Craig briefs: Pork producer attends conference

Pork producer attends conference

— Nathan Chapman, of Craig, participated in the National Junior Swine Association National Youth Leadership Conference on April 24 through 26 in St. Louis.

During the conference, members of the NJSA learned about issues affecting the swine industry including selection practices, environmental stewardship, factors affecting the economy, swine health, career opportunities and more.

Speakers from across the United States presented motivational presentations and interactive workshops.

Chapman is a sophomore at Moffat County High School.

He participates on the FFA Meats Judging Team, shows Market Beef in 4-H, and produces and shows purebred and crossbred swine.

Chapman met other young people from throughout the United States who are dedicated to serving the pork industry.

"My weekend at the conference helped me better understand the pork industry as a whole," Chapman said. "It also helped me realize how everyone is impacted by the pork industry and how important bio security and swine health is to our operation.

Kelly Barnes, of Edmond, Okla., served as the keynote speaker.

He said, "It is important for our youths to understand a simple fact: We, as Americans, do not suffer from a lack of opportunities. We simply suffer from a lack of people willing to work hard for those opportunities. There is a lot to be said for these young leaders at this conference who are willing to take the time to invest in their own future. Despite what we might see on TV, hear on the radio or read in the newspaper, the youths of America are doing amazing things - that is evident this weekend in St. Louis."

The NJSA was formally established in 2000 for youths ages 21 and younger who have an interest in the Duroc, Hampshire, Landrace and Yorkshire breeds of swine.

Letters carriers to collect for food drive

The National Association of Letter Carriers, in conjunction with the United States Postal Service, will be collecting non-perishable food items such as canned meats and fish, canned soup, juice, pasta, vegetables, cereal and rice May 9.

The food will help families in the community.

Residents can donate by placing food donations at their mailboxes May 9 before their letter carrier arrives.

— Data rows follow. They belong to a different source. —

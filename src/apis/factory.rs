use serde_json::Value;
use std::sync::Arc;

use crate::apis::base::{Connector, SourceConnector, SourceProfile};
use crate::apis::cloudtrail::CloudTrailProfile;
use crate::apis::guardduty::GuardDutyProfile;
use crate::apis::security_hub::SecurityHubProfile;
use crate::app::ports::{ConnectorFactory, ProviderApiPort};
use crate::credentials::lease::CredentialLease;
use crate::domain::SourceType;
use crate::pipeline::ingestion::rate_limiter::RateLimiter;

pub fn create_profile(source: SourceType) -> Box<dyn SourceProfile> {
    match source {
        SourceType::GuardDuty => Box::new(GuardDutyProfile),
        SourceType::SecurityHub => Box::new(SecurityHubProfile),
        SourceType::CloudTrail => Box::new(CloudTrailProfile),
    }
}

/// Builds `SourceConnector`s over one provider API.
pub struct DefaultConnectorFactory {
    api: Arc<dyn ProviderApiPort>,
}

impl DefaultConnectorFactory {
    pub fn new(api: Arc<dyn ProviderApiPort>) -> Self {
        Self { api }
    }
}

impl ConnectorFactory for DefaultConnectorFactory {
    fn live(&self, source: SourceType, lease: CredentialLease, limiter: Arc<RateLimiter>) -> Box<dyn Connector> {
        Box::new(SourceConnector::live(create_profile(source), self.api.clone(), lease, limiter))
    }

    fn fixture(&self, source: SourceType, records: Arc<Vec<Value>>, limiter: Arc<RateLimiter>) -> Box<dyn Connector> {
        Box::new(SourceConnector::fixture(create_profile(source), records, limiter))
    }
}
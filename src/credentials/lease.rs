use chrono::{DateTime, Duration, Utc};
use std::fmt;
use zeroize::{Zeroize, ZeroizeOnDrop};

use crate::common::error::CredentialError;

/// Secret half of a lease. Wiped from memory on drop.
#[derive(Zeroize, ZeroizeOnDrop)]
pub struct LeaseSecret {
    secret_access_key: String,
    session_token: String,
}

impl LeaseSecret {
    pub fn new(secret_access_key: String, session_token: String) -> Self {
        Self {
            secret_access_key,
            session_token,
        }
    }

    pub fn secret_access_key(&self) -> &str {
        &self.secret_access_key
    }

    pub fn session_token(&self) -> &str {
        &self.session_token
    }
}

/// Temporary scoped credentials for exactly one run in one tenant account.
///
/// Deliberately not `Clone`: the lease moves into the connector of the run
/// that obtained it and dies with it.
pub struct CredentialLease {
    lease_id: String,
    customer_account_id: String,
    role_identifier: String,
    access_key_id: String,
    secret: LeaseSecret,
    issued_at: DateTime<Utc>,
    expires_at: DateTime<Utc>,
}

impl CredentialLease {
    pub fn new(
        customer_account_id: impl Into<String>,
        role_identifier: impl Into<String>,
        access_key_id: impl Into<String>,
        secret: LeaseSecret,
        expires_at: DateTime<Utc>,
    ) -> Self {
        Self {
            lease_id: uuid::Uuid::new_v4().to_string(),
            customer_account_id: customer_account_id.into(),
            role_identifier: role_identifier.into(),
            access_key_id: access_key_id.into(),
            secret,
            issued_at: Utc::now(),
            expires_at,
        }
    }

    pub fn lease_id(&self) -> &str {
        &self.lease_id
    }

    pub fn customer_account_id(&self) -> &str {
        &self.customer_account_id
    }

    pub fn role_identifier(&self) -> &str {
        &self.role_identifier
    }

    pub fn access_key_id(&self) -> &str {
        &self.access_key_id
    }

    pub fn secret(&self) -> &LeaseSecret {
        &self.secret
    }

    pub fn issued_at(&self) -> DateTime<Utc> {
        self.issued_at
    }

    pub fn expires_at(&self) -> DateTime<Utc> {
        self.expires_at
    }

    pub fn is_expired(&self) -> bool {
        self.is_expired_at(Utc::now())
    }

    pub fn is_expired_at(&self, now: DateTime<Utc>) -> bool {
        now >= self.expires_at
    }

    pub fn remaining(&self) -> Duration {
        (self.expires_at - Utc::now()).max(Duration::zero())
    }

    /// Errors once the lease must no longer be used.
    pub fn ensure_valid(&self) -> Result<(), CredentialError> {
        if self.is_expired() {
            return Err(CredentialError::LeaseExpired {
                lease_id: self.lease_id.clone(),
                expired_at: self.expires_at,
            });
        }
        Ok(())
    }
}

impl fmt::Debug for CredentialLease {
    fn fmt(&self, f: &mut fmt::Formatter<'_>) -> fmt::Result {
        f.debug_struct("CredentialLease")
            .field("lease_id", &self.lease_id)
            .field("customer_account_id", &self.customer_account_id)
            .field("role_identifier", &self.role_identifier)
            .field("access_key_id", &self.access_key_id)
            .field("secret", &"<redacted>")
            .field("expires_at", &self.expires_at)
            .finish()
    }
}

#[cfg(test)]
mod tests {
    use super::*;
    use crate::testing::lease_expiring_in;

    #[test]
    fn debug_output_redacts_secret_material() {
        let lease = lease_expiring_in(60);
        let debug = format!("{:?}", lease);
        assert!(debug.contains("ASIATESTKEY"));
        assert!(!debug.contains("very-secret"));
        assert!(!debug.contains("session-token"));
    }

    #[test]
    fn expired_lease_is_rejected() {
        let lease = lease_expiring_in(-1);
        assert!(lease.is_expired());
        assert!(matches!(lease.ensure_valid(), Err(CredentialError::LeaseExpired { .. })));
        assert_eq!(lease.remaining(), Duration::zero());
    }

    #[test]
    fn fresh_lease_is_usable() {
        let lease = lease_expiring_in(3600);
        assert!(lease.ensure_valid().is_ok());
        assert!(lease.remaining() > Duration::minutes(59));
        assert_ne!(lease.lease_id(), lease_expiring_in(3600).lease_id());
    }
}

It will be taken to the post office and then delivered to local food banks and pantries. Do not include items that have expired or those in glass containers.

Police warn residents of 'virtual hijacking'

A local resident reported to the Craig Police Department that someone intruded into the resident's personal computer via a "trojan" or "worm," police officers reported in a news release.

This intrusion resulted in the "virtual hijacking" of personal information without the victim's permission or knowledge until recently, police reported.

As a result, other e-mail contacts from the victim's computer are receiving fraudulent "scam" e-mails indicating that their friend, the victim, is in the United Kingdom on a trip and has experienced financial difficulties. The e-mail asks for the recipient to wire funds via Western Union to assist their friend.

The victim is in Craig, police reported, and has not traveled to the United Kingdom.

Police are warning anyone who receives e-mails requesting money be wired to another person in a foreign country to not respond and to delete the message. Responding to these e-mails will put the recipient at risk of having their computer infected and their personal information taken from their computer.

Residents should notify local law enforcement should they suspect they have received suspicious e-mails or telephone calls.